### GIVEN ENTRIES
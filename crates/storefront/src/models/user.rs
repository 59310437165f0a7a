//! User models.

use chrono::{DateTime, Utc};
use serde::{Deserialize, Serialize};

use lakkeriet_core::{Email, UserId};

/// A site user.
#[derive(Debug, Clone, Serialize, Deserialize)]
pub struct User {
    pub id: UserId,
    pub email: Email,
    /// Grants access to the admin surface.
    pub is_admin: bool,
    pub created_at: DateTime<Utc>,
}

/// Session-stored user identity.
///
/// Minimal data stored in the session to identify the logged-in user.
#[derive(Debug, Clone, Serialize, Deserialize)]
pub struct CurrentUser {
    /// User's database ID.
    pub id: UserId,
    /// User's email address.
    pub email: Email,
    /// Whether the user may use the admin surface.
    pub is_admin: bool,
}

impl From<&User> for CurrentUser {
    fn from(user: &User) -> Self {
        Self {
            id: user.id,
            email: user.email.clone(),
            is_admin: user.is_admin,
        }
    }
}
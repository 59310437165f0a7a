//! Shared helpers for the integration suites.
//!
//! Every test gets its own in-memory `SQLite` database with the schema
//! applied. The pool is capped at one connection: each `sqlite::memory:`
//! connection is a separate empty database, so a larger pool would hand
//! out unmigrated ones.

use sqlx::SqlitePool;
use sqlx::sqlite::SqlitePoolOptions;

use lakkeriet_core::StockCode;
use lakkeriet_storefront::db::MIGRATOR;
use lakkeriet_storefront::models::product::NewProduct;

/// Create a migrated in-memory database.
pub async fn test_pool() -> SqlitePool {
    let pool = SqlitePoolOptions::new()
        .max_connections(1)
        .connect("sqlite::memory:")
        .await
        .expect("in-memory database");

    MIGRATOR.run(&pool).await.expect("migrations");

    pool
}

/// Build a product with sensible defaults for seeding.
pub fn sample_product(sku: &str, price: f64, quantity_on_hand: i64) -> NewProduct {
    NewProduct {
        sku: StockCode::parse(sku).expect("valid sku"),
        ean: None,
        name: format!("Product {sku}"),
        description_no: String::new(),
        description_en: String::new(),
        category: None,
        weight: 0.0,
        quantity_on_hand,
        price,
        tax_rate: 25.0,
        brand: None,
        image_url: None,
    }
}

### PROBLEM REQUIREMENTS
All entries shown above should be duplicated without a single difference.

### SOLUTION FOR THIS TASK
filename crates/storefront/src/models/user.rs
repository 59310437165f0a7a
//! User models.

use chrono::{DateTime, Utc};
use serde::{Deserialize, Serialize};

use lakkeriet_core::{Email, UserId};

/// A site user.
#[derive(Debug, Clone, Serialize, Deserialize)]
pub struct User {
    pub id: UserId,
    pub email: Email,
    /// Grants access to the admin surface.
    pub is_admin: bool,
    pub created_at: DateTime<Utc>,
}

/// Session-stored user identity.
///
/// Minimal data stored in the session to identify the logged-in user.
#[derive(Debug, Clone, Serialize, Deserialize)]
pub struct CurrentUser {
    /// User's database ID.
    pub id: UserId,
    /// User's email address.
    pub email: Email,
    /// Whether the user may use the admin surface.
    pub is_admin: bool,
}

impl From<&User> for CurrentUser {
    fn from(user: &User) -> Self {
        Self {
            id: user.id,
            email: user.email.clone(),
            is_admin: user.is_admin,
        }
    }
}
repository 59310437165f0a7a
//! Shared helpers for the integration suites.
//!
//! Every test gets its own in-memory `SQLite` database with the schema
//! applied. The pool is capped at one connection: each `sqlite::memory:`
//! connection is a separate empty database, so a larger pool would hand
//! out unmigrated ones.

use sqlx::SqlitePool;
use sqlx::sqlite::SqlitePoolOptions;

use lakkeriet_core::StockCode;
use lakkeriet_storefront::db::MIGRATOR;
use lakkeriet_storefront::models::product::NewProduct;

/// Create a migrated in-memory database.
pub async fn test_pool() -> SqlitePool {
    let pool = SqlitePoolOptions::new()
        .max_connections(1)
        .connect("sqlite::memory:")
        .await
        .expect("in-memory database");

    MIGRATOR.run(&pool).await.expect("migrations");

    pool
}

/// Build a product with sensible defaults for seeding.
pub fn sample_product(sku: &str, price: f64, quantity_on_hand: i64) -> NewProduct {
    NewProduct {
        sku: StockCode::parse(sku).expect("valid sku"),
        ean: None,
        name: format!("Product {sku}"),
        description_no: String::new(),
        description_en: String::new(),
        category: None,
        weight: 0.0,
        quantity_on_hand,
        price,
        tax_rate: 25.0,
        brand: None,
        image_url: None,
    }
}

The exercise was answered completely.